═════ DATA FOR THIS TASK

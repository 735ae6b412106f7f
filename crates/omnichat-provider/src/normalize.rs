//! Conversation normalization.
//!
//! Stored histories are irregular: a retried question leaves two user turns
//! in a row, a failed answer leaves an assistant turn without content, tool
//! results sit between turns. Most providers reject anything other than a
//! strict user/assistant alternation, so every adapter starts from
//! [`turn_chat`].

use crate::message::{ChatMessage, Role};

/// Reduce a chronological history (newest last) to a strictly alternating
/// user/assistant sequence that ends with the most recent conversational turn.
///
/// The scan runs backwards from the newest user or assistant message. A
/// message is kept only when its role is the one expected next; anything that
/// breaks the alternation is discarded, so of two consecutive user messages
/// only the later survives. System and tool messages never take part.
pub fn turn_chat(messages: &[ChatMessage]) -> Vec<ChatMessage> {
    let Some(mut expected) = messages
        .iter()
        .rev()
        .find(|m| m.role.counterpart().is_some())
        .map(|m| m.role)
    else {
        return Vec::new();
    };

    let mut kept = Vec::new();
    for message in messages.iter().rev() {
        if message.role != expected {
            continue;
        }
        kept.push(message.clone());
        if let Some(next) = expected.counterpart() {
            expected = next;
        }
    }
    kept.reverse();
    kept
}

/// Prepend a system instruction to the newest message, for providers that
/// have no system role.
pub fn prepend_instruction(messages: &mut [ChatMessage], instruction: &str) {
    if instruction.trim().is_empty() {
        return;
    }
    if let Some(last) = messages.last_mut() {
        last.content = format!("{}\n{}", instruction, last.content);
    }
}

/// Drop a leading assistant turn, for providers that require the first turn
/// to come from the user.
pub fn drop_leading_assistant(messages: &mut Vec<ChatMessage>) {
    if messages.first().is_some_and(|m| m.role == Role::Assistant) {
        messages.remove(0);
    }
}

#[cfg(test)]
mod tests {
    use super::*;

    fn roles(messages: &[ChatMessage]) -> Vec<Role> {
        messages.iter().map(|m| m.role).collect()
    }

    fn contents(messages: &[ChatMessage]) -> Vec<&str> {
        messages.iter().map(|m| m.content.as_str()).collect()
    }

    #[test]
    fn test_empty_input() {
        assert!(turn_chat(&[]).is_empty());
    }

    #[test]
    fn test_single_message_is_kept() {
        assert_eq!(turn_chat(&[ChatMessage::user("hi")]).len(), 1);
        assert_eq!(turn_chat(&[ChatMessage::assistant("hello")]).len(), 1);
    }

    #[test]
    fn test_already_alternating_is_unchanged() {
        let input = vec![
            ChatMessage::user("q1"),
            ChatMessage::assistant("a1"),
            ChatMessage::user("q2"),
        ];
        assert_eq!(turn_chat(&input), input);
    }

    #[test]
    fn test_consecutive_users_keep_later() {
        let input = vec![
            ChatMessage::user("q1"),
            ChatMessage::assistant("a1"),
            ChatMessage::user("retry"),
            ChatMessage::user("q2"),
        ];
        let out = turn_chat(&input);
        assert_eq!(contents(&out), vec!["q1", "a1", "q2"]);
    }

    #[test]
    fn test_consecutive_assistants_keep_later() {
        let input = vec![
            ChatMessage::user("q1"),
            ChatMessage::assistant("partial"),
            ChatMessage::assistant("a1"),
            ChatMessage::user("q2"),
        ];
        assert_eq!(contents(&turn_chat(&input)), vec!["q1", "a1", "q2"]);
    }

    #[test]
    fn test_system_and_tool_are_skipped() {
        let input = vec![
            ChatMessage::system("be brief"),
            ChatMessage::user("q1"),
            ChatMessage::tool("weather", "sunny"),
            ChatMessage::assistant("a1"),
            ChatMessage::user("q2"),
        ];
        assert_eq!(
            roles(&turn_chat(&input)),
            vec![Role::User, Role::Assistant, Role::User]
        );
    }

    #[test]
    fn test_only_system_messages() {
        assert!(turn_chat(&[ChatMessage::system("x")]).is_empty());
    }

    #[test]
    fn test_alternation_invariant_over_generated_histories() {
        // Every history over {user, assistant} of length <= 8.
        for len in 0..=8u32 {
            for mask in 0..(1u32 << len) {
                let input: Vec<ChatMessage> = (0..len)
                    .map(|i| {
                        if mask & (1 << i) == 0 {
                            ChatMessage::user(format!("u{i}"))
                        } else {
                            ChatMessage::assistant(format!("a{i}"))
                        }
                    })
                    .collect();
                let out = turn_chat(&input);
                for pair in out.windows(2) {
                    assert_ne!(pair[0].role, pair[1].role, "input mask {mask:b}");
                }
                if let Some(last) = input.last() {
                    assert_eq!(out.last(), Some(last));
                }
            }
        }
    }

    #[test]
    fn test_prepend_instruction() {
        let mut messages = vec![ChatMessage::user("q1"), ChatMessage::user("q2")];
        prepend_instruction(&mut messages, "answer in French");
        assert_eq!(messages[0].content, "q1");
        assert_eq!(messages[1].content, "answer in French\nq2");
    }

    #[test]
    fn test_blank_instruction_is_ignored() {
        let mut messages = vec![ChatMessage::user("q")];
        prepend_instruction(&mut messages, "   ");
        assert_eq!(messages[0].content, "q");
        prepend_instruction(&mut [], "x");
    }

    #[test]
    fn test_drop_leading_assistant() {
        let mut messages = vec![ChatMessage::assistant("a0"), ChatMessage::user("q1")];
        drop_leading_assistant(&mut messages);
        assert_eq!(contents(&messages), vec!["q1"]);
        drop_leading_assistant(&mut messages);
        assert_eq!(messages.len(), 1);
    }
}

══════════

PROBLEM TO WORK ON
In the answer, every line above should be retyped exactly.

EXERCISE ANSWER
repository 735ae6b412106f7f
filename crates/omnichat-provider/src/normalize.rs
//! Conversation normalization.
//!
//! Stored histories are irregular: a retried question leaves two user turns
//! in a row, a failed answer leaves an assistant turn without content, tool
//! results sit between turns. Most providers reject anything other than a
//! strict user/assistant alternation, so every adapter starts from
//! [`turn_chat`].

use crate::message::{ChatMessage, Role};

/// Reduce a chronological history (newest last) to a strictly alternating
/// user/assistant sequence that ends with the most recent conversational turn.
///
/// The scan runs backwards from the newest user or assistant message. A
/// message is kept only when its role is the one expected next; anything that
/// breaks the alternation is discarded, so of two consecutive user messages
/// only the later survives. System and tool messages never take part.
pub fn turn_chat(messages: &[ChatMessage]) -> Vec<ChatMessage> {
    let Some(mut expected) = messages
        .iter()
        .rev()
        .find(|m| m.role.counterpart().is_some())
        .map(|m| m.role)
    else {
        return Vec::new();
    };

    let mut kept = Vec::new();
    for message in messages.iter().rev() {
        if message.role != expected {
            continue;
        }
        kept.push(message.clone());
        if let Some(next) = expected.counterpart() {
            expected = next;
        }
    }
    kept.reverse();
    kept
}

/// Prepend a system instruction to the newest message, for providers that
/// have no system role.
pub fn prepend_instruction(messages: &mut [ChatMessage], instruction: &str) {
    if instruction.trim().is_empty() {
        return;
    }
    if let Some(last) = messages.last_mut() {
        last.content = format!("{}\n{}", instruction, last.content);
    }
}

/// Drop a leading assistant turn, for providers that require the first turn
/// to come from the user.
pub fn drop_leading_assistant(messages: &mut Vec<ChatMessage>) {
    if messages.first().is_some_and(|m| m.role == Role::Assistant) {
        messages.remove(0);
    }
}

#[cfg(test)]
mod tests {
    use super::*;

    fn roles(messages: &[ChatMessage]) -> Vec<Role> {
        messages.iter().map(|m| m.role).collect()
    }

    fn contents(messages: &[ChatMessage]) -> Vec<&str> {
        messages.iter().map(|m| m.content.as_str()).collect()
    }

    #[test]
    fn test_empty_input() {
        assert!(turn_chat(&[]).is_empty());
    }

    #[test]
    fn test_single_message_is_kept() {
        assert_eq!(turn_chat(&[ChatMessage::user("hi")]).len(), 1);
        assert_eq!(turn_chat(&[ChatMessage::assistant("hello")]).len(), 1);
    }

    #[test]
    fn test_already_alternating_is_unchanged() {
        let input = vec![
            ChatMessage::user("q1"),
            ChatMessage::assistant("a1"),
            ChatMessage::user("q2"),
        ];
        assert_eq!(turn_chat(&input), input);
    }

    #[test]
    fn test_consecutive_users_keep_later() {
        let input = vec![
            ChatMessage::user("q1"),
            ChatMessage::assistant("a1"),
            ChatMessage::user("retry"),
            ChatMessage::user("q2"),
        ];
        let out = turn_chat(&input);
        assert_eq!(contents(&out), vec!["q1", "a1", "q2"]);
    }

    #[test]
    fn test_consecutive_assistants_keep_later() {
        let input = vec![
            ChatMessage::user("q1"),
            ChatMessage::assistant("partial"),
            ChatMessage::assistant("a1"),
            ChatMessage::user("q2"),
        ];
        assert_eq!(contents(&turn_chat(&input)), vec!["q1", "a1", "q2"]);
    }

    #[test]
    fn test_system_and_tool_are_skipped() {
        let input = vec![
            ChatMessage::system("be brief"),
            ChatMessage::user("q1"),
            ChatMessage::tool("weather", "sunny"),
            ChatMessage::assistant("a1"),
            ChatMessage::user("q2"),
        ];
        assert_eq!(
            roles(&turn_chat(&input)),
            vec![Role::User, Role::Assistant, Role::User]
        );
    }

    #[test]
    fn test_only_system_messages() {
        assert!(turn_chat(&[ChatMessage::system("x")]).is_empty());
    }

    #[test]
    fn test_alternation_invariant_over_generated_histories() {
        // Every history over {user, assistant} of length <= 8.
        for len in 0..=8u32 {
            for mask in 0..(1u32 << len) {
                let input: Vec<ChatMessage> = (0..len)
                    .map(|i| {
                        if mask & (1 << i) == 0 {
                            ChatMessage::user(format!("u{i}"))
                        } else {
                            ChatMessage::assistant(format!("a{i}"))
                        }
                    })
                    .collect();
                let out = turn_chat(&input);
                for pair in out.windows(2) {
                    assert_ne!(pair[0].role, pair[1].role, "input mask {mask:b}");
                }
                if let Some(last) = input.last() {
                    assert_eq!(out.last(), Some(last));
                }
            }
        }
    }

    #[test]
    fn test_prepend_instruction() {
        let mut messages = vec![ChatMessage::user("q1"), ChatMessage::user("q2")];
        prepend_instruction(&mut messages, "answer in French");
        assert_eq!(messages[0].content, "q1");
        assert_eq!(messages[1].content, "answer in French\nq2");
    }

    #[test]
    fn test_blank_instruction_is_ignored() {
        let mut messages = vec![ChatMessage::user("q")];
        prepend_instruction(&mut messages, "   ");
        assert_eq!(messages[0].content, "q");
        prepend_instruction(&mut [], "x");
    }

    #[test]
    fn test_drop_leading_assistant() {
        let mut messages = vec![ChatMessage::assistant("a0"), ChatMessage::user("q1")];
        drop_leading_assistant(&mut messages);
        assert_eq!(contents(&messages), vec!["q1"]);
        drop_leading_assistant(&mut messages);
        assert_eq!(messages.len(), 1);
    }
}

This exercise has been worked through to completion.